Friday, June 12, 2015

Khans of Tarkir Fashion Week

Note: This article was meant to be published Fall of 2014. I couldn't come to a version I was happy with but am publishing it now anyway. I'll end up rewriting a similar version again this fall. "Magical Christmas Land" is a term I first heard used to describe the time of year leading up to the release of the big fall expansion for Magic the Gathering. The new card pool kicks out the old and the stagnant field format warps into fields of bright lights and jingle bells.
This is that time of year for Magic players: Khans of Tarkir goes tournament live September 26th. The season truly began when the first wave of spoilers came a few months back(spoilers meaning we get to see what we'll get spoiled with come Christmas time); then we got the true spoiler season leading up to the set release; then the pre-release events the weekend before the set release; then the release; and then, after about another month the Pro Tour where the pros show off the presents they've opened and what they've created with their new batch of Legos.
"Magical Christmas Land" is a self-explanatory term, and depending on your own interests and hobbies, you experience Magical Christmas Land too.
Football season just began. Every team is 0-0 and has a shot to make the playoffs and win the Superbowl. This also means your speculations on players for your fantasy draft team are finally being tested, and your bright new team is ready to show you what they got for Christmas.
The Magical Christmas Land that is more fascinating to me and one I am making efforts to better understand. I speak of New York Fashion Week.
I've always thought I have a decent sense of Fashion because I have a good sense of style and what looks good. I used to think that since I spent time actually looking at clothes and caring how they look, I could grasp what was fashionable. All of this was of course under the caveat that I had a good sense of Fashion- for a guy. The times here and there where my fashion input was dismissed as irrelevant because I was a guy, left me feeling misunderstood and rejected. But I chose to accept that there was just some side of fashion that I just couldn't understood. I accepted that it would always be some conversation I could observe, but never be a part of.

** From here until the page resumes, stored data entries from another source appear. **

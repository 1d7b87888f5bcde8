use super::locks::ObjectLocks;
use crate::operations::{DeleteBlobOperation, DeleteBlobOperationRequest};
use crate::storage::{BlobObjects, BlobReader, ByteRange, Envelope, validate_hash};
use crate::{KeelError, Result};
use async_trait::async_trait;
use std::sync::Arc;

/// What this node serves to other peers over the internal protocol.
///
/// Reads and listings go straight to the local store. Replica pushes are
/// written under the per-hash lock the purge worker holds while it releases
/// this node as a holder and removes the bytes. Writers clear the tombstone
/// before pushing, so a push that waited on a purge writes fresh bytes after
/// the removal. Deletes tombstone through the cluster; peers never drop
/// bytes on request.
pub struct PeerEndpoint {
    local: Arc<dyn BlobObjects>,
    locks: Arc<ObjectLocks>,
    delete_blob_operation: DeleteBlobOperation,
}

impl PeerEndpoint {
    pub fn new(
        local: Arc<dyn BlobObjects>,
        locks: Arc<ObjectLocks>,
        delete_blob_operation: DeleteBlobOperation,
    ) -> Self {
        Self {
            local,
            locks,
            delete_blob_operation,
        }
    }
}

#[async_trait]
impl BlobObjects for PeerEndpoint {
    async fn write_blob(
        &self,
        body: BlobReader,
        expected_sha512: Option<&str>,
    ) -> Result<Envelope> {
        let Some(sha512) = expected_sha512 else {
            return Err(KeelError::InvalidRequest(
                "replica pushes must name their sha512".to_string(),
            ));
        };
        validate_hash(sha512)?;

        let _guard = self.locks.lock(sha512).await;
        self.local.write_blob(body, Some(sha512)).await
    }

    async fn open_blob(&self, sha512: &str, range: Option<ByteRange>) -> Result<BlobReader> {
        self.local.open_blob(sha512, range).await
    }

    async fn blob_envelope(&self, sha512: &str) -> Result<Envelope> {
        self.local.blob_envelope(sha512).await
    }

    async fn delete_blob(&self, sha512: &str) -> Result<()> {
        self.delete_blob_operation
            .run(DeleteBlobOperationRequest {
                sha512: sha512.to_string(),
            })
            .await?;
        Ok(())
    }

    async fn list_blobs(&self) -> Result<Vec<Envelope>> {
        self.local.list_blobs().await
    }
}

It was only when I went to read about this year's New York Fashion Week that I finally thought to think of why fashion was something I could never understand, never truly participate in. It was when Vanessa Friedman wrote this:
After all, "what women want" is, theoretically at least, one of the existential questions at the heart of fashion.
I paused for a while at that. I reread it. Then I read the rest of her article through that lens.

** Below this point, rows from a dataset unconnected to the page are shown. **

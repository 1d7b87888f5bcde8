use super::client::PeerClient;
use crate::Result;
use crate::membership::PeerRecord;
use crate::storage::BlobObjects;
use async_trait::async_trait;
use std::collections::HashMap;
use std::sync::Arc;
use tokio::sync::{Mutex, OnceCell};

/// Turns a peer record into a handle speaking the object interface, local
/// or remote.
#[async_trait]
pub trait PeerConnector: Send + Sync {
    async fn connect(&self, peer: &PeerRecord) -> Result<Arc<dyn BlobObjects>>;
}

/// Connects to other peers over the internal HTTP protocol and short-cuts
/// this node to its local store.
pub struct HttpPeerConnector {
    local_id: String,
    local: Arc<dyn BlobObjects>,
    token: String,
    client: reqwest::Client,
}

impl HttpPeerConnector {
    pub fn new(
        local_id: impl Into<String>,
        local: Arc<dyn BlobObjects>,
        token: impl Into<String>,
    ) -> Self {
        Self {
            local_id: local_id.into(),
            local,
            token: token.into(),
            client: reqwest::Client::new(),
        }
    }
}

#[async_trait]
impl PeerConnector for HttpPeerConnector {
    async fn connect(&self, peer: &PeerRecord) -> Result<Arc<dyn BlobObjects>> {
        if peer.id == self.local_id {
            return Ok(self.local.clone());
        }

        let client =
            PeerClient::with_client(self.client.clone(), &peer.advertise_addr, self.token.clone())?;
        Ok(Arc::new(client))
    }
}

type HandleCell = Arc<OnceCell<Arc<dyn BlobObjects>>>;

/// Caches peer handles by advertised address. Concurrent resolutions of one
/// address share a cell, so only the first caller constructs the handle.
pub struct ClientPool {
    connector: Arc<dyn PeerConnector>,
    handles: Mutex<HashMap<String, HandleCell>>,
}

impl ClientPool {
    pub fn new(connector: Arc<dyn PeerConnector>) -> Self {
        Self {
            connector,
            handles: Mutex::new(HashMap::new()),
        }
    }

    pub async fn resolve(&self, peer: &PeerRecord) -> Result<Arc<dyn BlobObjects>> {
        let cell = {
            let mut handles = self.handles.lock().await;
            handles
                .entry(peer.advertise_addr.clone())
                .or_insert_with(|| Arc::new(OnceCell::new()))
                .clone()
        };

        let handle = cell
            .get_or_try_init(|| self.connector.connect(peer))
            .await?;
        Ok(handle.clone())
    }

    /// Drops the cached handle for `addr`. Returns whether one was cached.
    pub async fn evict(&self, addr: &str) -> bool {
        let mut handles = self.handles.lock().await;
        handles.remove(addr).is_some()
    }

    #[cfg(test)]
    async fn cached(&self) -> usize {
        let handles = self.handles.lock().await;
        handles.values().filter(|cell| cell.initialized()).count()
    }
}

Ms. Friedman's articles are magnificent in writing quality and substance. Her articles mean something. Because she gets what fashion means.

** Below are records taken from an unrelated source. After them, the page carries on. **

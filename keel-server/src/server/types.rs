use chrono::{DateTime, Utc};
use keel_core::{Envelope, PeerState};
use serde::Serialize;

#[derive(Debug, Serialize)]
pub(crate) struct ErrorResponse {
    pub(crate) error: String,
}

#[derive(Debug, Serialize)]
pub(crate) struct HealthResponse {
    pub(crate) status: String,
    pub(crate) node_id: String,
    pub(crate) active_peers: usize,
}

#[derive(Debug, Serialize)]
pub(crate) struct PeersResponse {
    pub(crate) node_id: String,
    pub(crate) peers: Vec<PeerItem>,
}

#[derive(Debug, Serialize)]
pub(crate) struct PeerItem {
    pub(crate) id: String,
    pub(crate) advertise_addr: String,
    pub(crate) state: PeerState,
    pub(crate) missed_heartbeats: u32,
    pub(crate) last_seen: DateTime<Utc>,
}

#[derive(Debug, Serialize)]
pub(crate) struct PutObjectResponse {
    pub(crate) sha512: String,
    pub(crate) size_bytes: u64,
    pub(crate) created_at: DateTime<Utc>,
    pub(crate) holders: Vec<String>,
    pub(crate) required_replicas: usize,
    pub(crate) committed_replicas: usize,
    pub(crate) degraded: bool,
}

#[derive(Debug, Serialize)]
pub(crate) struct ListResponse {
    pub(crate) items: Vec<Envelope>,
}

#[derive(Debug, Serialize)]
pub(crate) struct DeleteResponse {
    pub(crate) sha512: String,
    pub(crate) tombstoned_at: DateTime<Utc>,
}
//! Cluster layer: replication manifests, peer handles and the node facade

pub mod blob_cluster;
pub mod client;
pub mod endpoint;
pub mod locks;
pub mod manifest;
pub mod pool;
pub mod types;

pub use blob_cluster::BlobCluster;
pub use client::{CREATED_AT_HEADER, PeerClient, SHA512_HEADER, SIZE_HEADER};
pub use endpoint::PeerEndpoint;
pub use locks::ObjectLocks;
pub use manifest::{HolderRelease, ManifestStore};
pub use pool::{ClientPool, HttpPeerConnector, PeerConnector};
pub use types::{ClusterConfig, ReplicationManifest, ReplicationMode};

#[cfg(test)]
mod tests;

What Ms. Friedman said is not the end all, be all statement defining fashion, of course. It's just "one of the existential questions at the heart of fashion." But it was enlightening for me. No wonder I could never understand fashion. I never was the kind of guy that ruled off fashion by saying "what matters is what looks good." I was at least, above that, I thought. I cared more about aesthetics and expression and finesse. So I thought I was in a good place at understanding fashion, since I was ahead of "the guys." But the man that thinks he knows it all is the man that knows nothing.
I still have close to no idea what fashion means. Or at least, how to appreciate it as an art form. But I feel that over time I am developing a painted understanding of it. I can think knowingly of it without ever being able to attach words to what I'm thinking. And that's okay.
I got to thinking how I was enjoying my Magical Christmas Land that stems from Magic the Gathering's card pool rotation. I thought of comparing it to the Magical Christmas Land that is fashion week. They're quite similar: though the pieces of the metaphor don't have perfect analogies.
Fashion Week presents to the fashion-minded peoples of the world the current designs and tools that will be available for the coming season. And, as more obviously seen in the more extravagant, avant-garde fashion exhibitions, the runway shows aren't there to present to you what you should be wearing for the season. It's a showing of the styles of the season ahead. Fashion Week is a presentation by the industry's influential designers of what is Fashion.
The fashion viewers then come away inspired by the times ahead. There's an air of optimism that they can do what they want with the art they've participated in. They come away thinking of how they will take what they've learned over the week into the coming season. They've been witness to the designer's views of what is fashion, but now it is time for them to make their statement on what is fashion now. It's time for the women to say, "yes, that is what we want." "This is what we want."
These feelings ring true to me for Magic's Magical Christmas Land. I've gotten to see glimpses of what the future looks like. I see the possibilities of the new. It's my time to take with it what I can.